When those designated to govern are seen to be not doing their job, citizens perceive that important aspects of governance are left unaddressed, and “nothing happens”: the nation (and therefore their lives) stagnates and does not progress. In short, bad behaviour by politicians is seen to lead to instability in government. Together, government stagnation and instability cause electors ongoing, underlying unease with respect to how the nation, and therefore their lives/future, is being managed. This affects their peace of mind, they are concerned for the future of their children and grandchildren, and they feel some sense of personal responsibility for the outcome as if by voting for these particular politicians citizens are ‘complicit’ in the stagnation and instability”.

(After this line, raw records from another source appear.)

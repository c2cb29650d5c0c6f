use nalgebra::Vector3;

use super::body::SkaterBody;
use super::StateContext;
use crate::game::constants::rail_probe::{
    BOARD_HEIGHT, DETECTION_DISTANCE, ENTRY_ANGLE_DEGREES, MAX_VERTICAL_OFFSET,
};
use crate::game::geometry::{Hit, Layer};
use crate::game::math::{angle_degrees, flatten, look_rotation};
use crate::game::rails::RailId;

/// Rail chosen by a probe, handed to Grinding on the next physics tick.
#[derive(Debug, Clone, Copy, PartialEq)]
pub struct GrindRequest {
    pub rail: RailId,
    /// Closest point on the rail path
    pub point: Vector3<f32>,
    /// Travel direction along the rail, unit length
    pub direction: Vector3<f32>,
    /// Distance along the rail path of `point`
    pub distance: f32,
    pub normal: Vector3<f32>,
}

/// Which set of feelers to cast.
#[derive(Debug, Clone, Copy, PartialEq, Eq)]
pub enum FeelerSet {
    /// Compact pattern under the board while rolling
    Ground,
    /// Wider pattern with sideways and upward reach while in the air
    Air,
}

const GROUND_FEELERS: [[f32; 3]; 9] = [
    [-0.3, -0.15, 0.4],
    [0.0, -0.15, 0.4],
    [0.3, -0.15, 0.4],
    [-0.3, -0.15, 0.0],
    [0.0, -0.15, 0.0],
    [0.3, -0.15, 0.0],
    [-0.3, -0.15, -0.4],
    [0.0, -0.15, -0.4],
    [0.3, -0.15, -0.4],
];

const AIR_EXTRA_FEELERS: [[f32; 3]; 6] = [
    [0.4, 0.0, 0.0],
    [-0.4, 0.0, 0.0],
    [0.3, 0.0, 0.4],
    [-0.3, 0.0, 0.4],
    [0.3, 0.0, -0.4],
    [-0.3, 0.0, -0.4],
];

const GROUND_DIRECTIONS: [[f32; 3]; 7] = [
    [0.0, -1.0, 0.0],
    [0.0, -0.9, 0.1],
    [0.0, -0.9, -0.1],
    [0.1, -0.9, 0.0],
    [-0.1, -0.9, 0.0],
    [0.3, -0.9, 0.0],
    [-0.3, -0.9, 0.0],
];

const AIR_DIRECTIONS: [[f32; 3]; 13] = [
    [0.0, -1.0, 0.0],
    [0.0, -0.9, 0.1],
    [0.0, -0.9, -0.1],
    [0.1, -0.9, 0.0],
    [-0.1, -0.9, 0.0],
    [0.0, -0.7, 0.3],
    [0.0, -0.7, -0.3],
    [1.0, 0.0, 0.0],
    [-1.0, 0.0, 0.0],
    [0.707, 0.707, 0.0],
    [-0.707, 0.707, 0.0],
    [0.0, 0.3, 1.0],
    [0.0, 0.3, -1.0],
];

/// Combined-distance cutoff that lets a far-below hit through the vertical filter
const COMBINED_ACCEPT: f32 = 1.25;

struct RailCandidate {
    rail: RailId,
    hit: Hit,
    score: f32,
}

fn feelers(set: FeelerSet) -> Vec<Vector3<f32>> {
    let mut out: Vec<Vector3<f32>> = GROUND_FEELERS.iter().map(|p| Vector3::from(*p)).collect();
    if set == FeelerSet::Air {
        out.extend(AIR_EXTRA_FEELERS.iter().map(|p| Vector3::from(*p)));
    }
    out
}

fn directions(set: FeelerSet) -> impl Iterator<Item = Vector3<f32>> {
    let table: &'static [[f32; 3]] = match set {
        FeelerSet::Ground => &GROUND_DIRECTIONS,
        FeelerSet::Air => &AIR_DIRECTIONS,
    };
    table.iter().map(|d| Vector3::from(*d).normalize())
}

/// Casts the feeler pattern and returns the rail hit with the best combined
/// horizontal and vertical offset.
fn best_rail_hit(body: &SkaterBody, ctx: &StateContext, set: FeelerSet) -> Option<RailCandidate> {
    let mut best: Option<RailCandidate> = None;
    for feeler in feelers(set) {
        let origin = body.transform_point(&feeler);
        for local_dir in directions(set) {
            let dir = body.rotation * local_dir;
            let Some(hit) = ctx.world.probe(&origin, &dir, DETECTION_DISTANCE, Layer::Rail) else {
                continue;
            };
            let Some(rail) = ctx.world.rail_at(hit.surface) else {
                continue;
            };
            let offset = hit.point - origin;
            let vertical = offset.dot(&hit.normal).abs();
            let horizontal = (offset - hit.normal * offset.dot(&hit.normal)).norm();
            let score = horizontal + 0.5 * vertical;

            if dir.y < -0.5 && vertical > MAX_VERTICAL_OFFSET {
                continue;
            }
            if vertical > MAX_VERTICAL_OFFSET && score >= COMBINED_ACCEPT {
                continue;
            }
            if best.as_ref().map_or(true, |b| score < b.score) {
                best = Some(RailCandidate { rail, hit, score });
            }
        }
    }
    best
}

/// Looks for a grindable rail around the board and, on success, snaps the
/// body onto it and returns the grind request.
///
/// Entry requires horizontal travel within the entry angle of either rail
/// direction. The body is placed just above the rail, faces along the chosen
/// direction and keeps at least the minimum grind speed, boosted.
pub fn probe_for_rail(
    body: &mut SkaterBody,
    ctx: &StateContext,
    set: FeelerSet,
) -> Option<GrindRequest> {
    if !body.collision_mask.allows(Layer::Rail) || ctx.rails.is_empty() {
        return None;
    }
    let candidate = best_rail_hit(body, ctx, set)?;
    let Some(path) = ctx.rails.get(candidate.rail) else {
        tracing::warn!(rail = candidate.rail.0, "rail collider has no registered path");
        return None;
    };
    let nearest = path.nearest_point(&candidate.hit.point);

    let travel = flatten(&body.velocity)
        .try_normalize(1.0e-4)
        .unwrap_or_else(|| body.facing());
    let direction = if angle_degrees(&travel, &nearest.tangent) <= ENTRY_ANGLE_DEGREES {
        nearest.tangent
    } else if angle_degrees(&travel, &-nearest.tangent) <= ENTRY_ANGLE_DEGREES {
        -nearest.tangent
    } else {
        tracing::debug!(rail = candidate.rail.0, "rail rejected, approach angle too steep");
        return None;
    };

    let speed_along = body.velocity.dot(&direction).abs();
    let entry_speed = speed_along.max(ctx.params.min_grind_speed) * ctx.params.grind_entry_speed_boost;
    body.position = nearest.point + Vector3::y() * BOARD_HEIGHT;
    body.rotation = look_rotation(&direction, &Vector3::y());
    body.velocity = direction * entry_speed;

    tracing::debug!(
        rail = candidate.rail.0,
        distance = nearest.distance,
        speed = entry_speed,
        "rail detected"
    );
    Some(GrindRequest {
        rail: candidate.rail,
        point: nearest.point,
        direction,
        distance: nearest.distance,
        normal: candidate.hit.normal,
    })
}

These findings make difficult reading for Australian political parties but provide strong clues as to how to respond. Our findings draw attention to two important dilemmas for Australia’s political class. Firstly, that citizens view politicians and democratic politics as one and the same – anti-politics equals anti-party politics. In a traditional culture of deference, the conflation of politics, democracy and politicians was viewed as an equation for social and political stability but in times of rapid social change it has become a source of ungovernability. It should also be of significant concern that this pattern of discontent has emerged in a period of relative affluence unlike in the United States and the United Kingdom. Secondly, we can identify a culture of anti-politics at the heart of the Australian political system. Paradoxically, the evidence also demonstrates that politicians and political parties need to be the solution to these two dilemmas.
The evidence presented here shows that a new political project based on different forms of trust building is likely to attract significant support. Hence reforms that (1) made decision-making more transparent and politicians more accountable for their actions; (2) where politicians became the key agents of change in a moral agenda aimed at cleaning-up the Canberra village; (3) all party commitment to moving away from adversarial politics and towards a collaborative governance approach; and (4) where all federal institutions would have a legislative responsibility to connect-up Australian citizens with the Canberra-village in policy-making, regulation and operational delivery. Fundamentally, however, there is the need for a national democratic audit in which we pose three questions to the Australian citizenry: How would you imagine your ideal democracy? What should we expect from our politicians within it? And, how is the present system failing you?